Leaderless teams are a bullshit fad

I am old enough to remember plenty of management fads which claimed to be elixirs for all the ills of organizing.

I probably remember “TQM” (Total Quality Management) best of all, because of its vast popularity despite it being total nonsense.  Indeed, within just a few years, “time to market” had relegated “quality” to the back seat.  And if you think quality is still a driving force, take a flight or call a mobile service provider!

I smell a new TQM skunk! In social media as well as academic journals, there is a lot of vibe about the lessening prominence of leadership as well as the need to focus on enhancing self-management for both the sophisticated nerd and the average Joe.

I have worked with many organizations which put a high premium on leaderless and self-management. Without an exception, they all “outgrew” this or died from decision paralysis and astounding mediocrity.

This short post will provide my perspective on this new religion-de-jour!

1) Leaderlessness and self-management have a manipulative basis.

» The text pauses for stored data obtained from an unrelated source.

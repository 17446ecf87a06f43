//! SelectionState - Caller-owned Row Selection

use hashlink::LinkedHashSet;

use crate::domain::row::Row;

/// Insertion-ordered set of selected row ids
#[derive(Debug, Clone)]
pub struct SelectionSet {
    ids: LinkedHashSet<String>,
}

impl Default for SelectionSet {
    fn default() -> Self {
        Self {
            ids: LinkedHashSet::new(),
        }
    }
}

impl PartialEq for SelectionSet {
    fn eq(&self, other: &Self) -> bool {
        self.ids.len() == other.ids.len() && self.ids.iter().all(|id| other.ids.contains(id))
    }
}

impl SelectionSet {
    /// Build a set from ids; duplicates collapse onto their first position
    pub fn from_ids<I, S>(ids: I) -> Self
    where
        I: IntoIterator<Item = S>,
        S: Into<String>,
    {
        let mut set = LinkedHashSet::new();
        for id in ids {
            set.insert(id.into());
        }
        Self { ids: set }
    }

    pub fn contains(&self, id: &str) -> bool {
        self.ids.contains(id)
    }

    pub fn len(&self) -> usize {
        self.ids.len()
    }

    pub fn is_empty(&self) -> bool {
        self.ids.is_empty()
    }

    /// Selected ids in insertion order
    pub fn ids(&self) -> Vec<String> {
        self.ids.iter().cloned().collect()
    }

    /// Proposed next selection after toggling one row
    pub fn toggled(&self, id: &str) -> Vec<String> {
        if self.ids.contains(id) {
            self.ids.iter().filter(|s| s.as_str() != id).cloned().collect()
        } else {
            let mut next = self.ids();
            next.push(id.to_string());
            next
        }
    }

    /// Proposed next selection for the select-all control.
    ///
    /// Compares sizes only: when the selection is as large as the row set it
    /// clears, otherwise every row id is selected. Ids collapse, so rows that
    /// share an id (several rows without one all read `"undefined"`) can never
    /// reach the row count; select-all then keeps proposing the same set.
    pub fn toggled_all(&self, rows: &[Row], id_key: &str) -> Vec<String> {
        if self.ids.len() == rows.len() {
            Vec::new()
        } else {
            Self::row_ids(rows, id_key).ids()
        }
    }

    /// Whether the header checkbox shows checked
    pub fn all_selected(&self, row_count: usize) -> bool {
        row_count > 0 && self.ids.len() == row_count
    }

    fn row_ids(rows: &[Row], id_key: &str) -> Self {
        Self::from_ids(rows.iter().map(|row| row.id(id_key)))
    }

    /// Drop ids that no longer match a row
    pub fn retain_rows(&mut self, rows: &[Row], id_key: &str) {
        let live = Self::row_ids(rows, id_key);
        self.ids = self
            .ids
            .iter()
            .filter(|id| live.contains(id))
            .cloned()
            .collect();
    }
}

#[cfg(test)]
mod tests {
    use super::*;

    fn rows(ids: &[&str]) -> Vec<Row> {
        ids.iter().map(|id| Row::new().with("id", *id)).collect()
    }

    #[test]
    fn test_toggle_adds_then_removes() {
        let set = SelectionSet::default();
        let next = set.toggled("a");
        assert_eq!(next, ["a"]);

        let set = SelectionSet::from_ids(next);
        assert!(set.toggled("a").is_empty());
        assert_eq!(set.toggled("b"), ["a", "b"]);
    }

    #[test]
    fn test_toggle_all_from_none_to_all_to_none() {
        let data = rows(&["1", "2", "3"]);
        let set = SelectionSet::default();

        let all = set.toggled_all(&data, "id");
        assert_eq!(all, ["1", "2", "3"]);

        let set = SelectionSet::from_ids(all);
        assert!(set.all_selected(data.len()));
        assert!(set.toggled_all(&data, "id").is_empty());
    }

    #[test]
    fn test_partial_selection_selects_all() {
        let data = rows(&["1", "2"]);
        let set = SelectionSet::from_ids(["2"]);
        assert!(!set.all_selected(data.len()));
        assert_eq!(set.toggled_all(&data, "id"), ["1", "2"]);
    }

    #[test]
    fn test_stale_ids_count_toward_size() {
        let data = rows(&["1", "2"]);
        let set = SelectionSet::from_ids(["1", "gone"]);
        assert!(set.all_selected(data.len()));
        assert!(set.toggled_all(&data, "id").is_empty());
    }

    #[test]
    fn test_empty_rows_never_all_selected() {
        let set = SelectionSet::default();
        assert!(!set.all_selected(0));
        assert!(set.toggled_all(&[], "id").is_empty());
    }

    #[test]
    fn test_duplicates_collapse() {
        let set = SelectionSet::from_ids(["x", "y", "x"]);
        assert_eq!(set.len(), 2);
        assert_eq!(set.ids(), ["x", "y"]);
        assert_eq!(set, SelectionSet::from_ids(["y", "x"]));
    }

    #[test]
    fn test_retain_rows() {
        let mut set = SelectionSet::from_ids(["1", "gone", "2"]);
        set.retain_rows(&rows(&["2", "1"]), "id");
        assert_eq!(set.ids(), ["1", "2"]);
    }

    #[test]
    fn test_custom_id_key() {
        let data = vec![Row::new().with("uid", 10), Row::new().with("uid", 11)];
        let set = SelectionSet::default();
        assert_eq!(set.toggled_all(&data, "uid"), ["10", "11"]);
        assert_eq!(set.toggled_all(&data, "id"), ["undefined"]);
    }

    #[test]
    fn test_rows_without_ids_stay_unaddressable() {
        let data = vec![Row::new().with("name", "a"), Row::new().with("name", "b")];
        let set = SelectionSet::default();

        let all = set.toggled_all(&data, "id");
        assert_eq!(all, ["undefined"]);

        // One collapsed id never matches two rows
        let set = SelectionSet::from_ids(all);
        assert!(!set.all_selected(data.len()));
        assert_eq!(set.toggled_all(&data, "id"), ["undefined"]);
    }
}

  •    Empowered by information technology yet bogged down by ERPs and mistrust, it may be sexy to espouse the value of self – management, but it is cunning to an extreme. It certainly does create someone to blame when the system does not work too well.
  •    Power is concentrated in the hands of the ruling class, the tycoons, the powers that be or whatever. A call to “leaderlessness” and self-management sounds to me a general telling his front line troops to “develop the strategy and battle plan”, and then shooting them in the back for being cowards.

2. Self Management in the ERP hell.

In many organizations, ERP has replaced common sense and initiative, and serving the process is so dominant that there is almost no room for either good leadership or self-management. So let’s put the blame where it lies, and not promote the false messiah of self management.

3. Psychology

People need leaders to admire and hate. I see this as a self-obvious truth. Am I too old? Out of touch? Or is someone peddling a new fad?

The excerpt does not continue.